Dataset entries
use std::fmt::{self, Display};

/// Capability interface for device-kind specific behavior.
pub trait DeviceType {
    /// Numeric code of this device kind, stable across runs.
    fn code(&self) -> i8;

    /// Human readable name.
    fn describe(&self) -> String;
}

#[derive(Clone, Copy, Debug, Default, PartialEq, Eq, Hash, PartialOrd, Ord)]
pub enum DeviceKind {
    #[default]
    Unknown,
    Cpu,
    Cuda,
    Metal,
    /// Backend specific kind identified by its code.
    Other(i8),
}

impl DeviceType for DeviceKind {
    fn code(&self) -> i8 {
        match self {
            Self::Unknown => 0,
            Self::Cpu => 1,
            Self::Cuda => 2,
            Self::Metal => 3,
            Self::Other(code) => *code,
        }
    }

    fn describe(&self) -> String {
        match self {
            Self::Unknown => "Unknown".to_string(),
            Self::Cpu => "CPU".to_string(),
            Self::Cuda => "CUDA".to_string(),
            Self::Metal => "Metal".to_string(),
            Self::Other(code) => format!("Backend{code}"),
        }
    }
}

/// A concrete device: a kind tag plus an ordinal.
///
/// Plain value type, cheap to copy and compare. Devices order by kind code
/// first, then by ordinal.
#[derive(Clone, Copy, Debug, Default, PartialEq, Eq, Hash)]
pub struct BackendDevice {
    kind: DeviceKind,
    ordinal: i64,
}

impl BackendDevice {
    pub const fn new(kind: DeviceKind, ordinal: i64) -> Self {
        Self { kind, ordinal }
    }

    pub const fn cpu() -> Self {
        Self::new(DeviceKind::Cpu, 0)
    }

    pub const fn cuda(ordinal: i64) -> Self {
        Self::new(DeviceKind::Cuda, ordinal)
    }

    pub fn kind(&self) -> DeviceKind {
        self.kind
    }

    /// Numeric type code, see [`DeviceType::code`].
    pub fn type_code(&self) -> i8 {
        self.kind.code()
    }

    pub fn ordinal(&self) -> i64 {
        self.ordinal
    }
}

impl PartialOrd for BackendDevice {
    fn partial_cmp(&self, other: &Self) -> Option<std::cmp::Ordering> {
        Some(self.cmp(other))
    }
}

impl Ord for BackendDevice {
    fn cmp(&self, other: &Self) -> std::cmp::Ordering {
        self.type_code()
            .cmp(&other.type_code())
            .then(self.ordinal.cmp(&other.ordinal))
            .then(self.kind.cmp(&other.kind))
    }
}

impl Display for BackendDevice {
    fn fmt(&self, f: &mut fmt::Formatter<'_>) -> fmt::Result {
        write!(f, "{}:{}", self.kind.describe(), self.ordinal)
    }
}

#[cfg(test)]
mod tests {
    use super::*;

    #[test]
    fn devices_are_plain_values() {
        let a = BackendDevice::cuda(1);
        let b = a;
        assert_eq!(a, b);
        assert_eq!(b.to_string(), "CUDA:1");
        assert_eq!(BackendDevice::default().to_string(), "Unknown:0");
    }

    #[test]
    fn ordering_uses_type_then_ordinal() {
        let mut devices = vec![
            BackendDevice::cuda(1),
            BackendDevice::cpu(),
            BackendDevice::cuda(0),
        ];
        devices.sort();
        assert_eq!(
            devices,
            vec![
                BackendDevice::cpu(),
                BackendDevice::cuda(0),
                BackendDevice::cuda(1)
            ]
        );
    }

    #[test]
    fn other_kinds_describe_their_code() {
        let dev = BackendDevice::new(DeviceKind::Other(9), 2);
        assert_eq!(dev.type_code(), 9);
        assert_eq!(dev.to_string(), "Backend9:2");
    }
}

WHAT YOU SHOULD DO: Filter the preceding entries down to the lines with "derive".

ANSWER FOR THIS EXERCISE:
#[derive(Clone, Copy, Debug, Default, PartialEq, Eq, Hash, PartialOrd, Ord)]
#[derive(Clone, Copy, Debug, Default, PartialEq, Eq, Hash)]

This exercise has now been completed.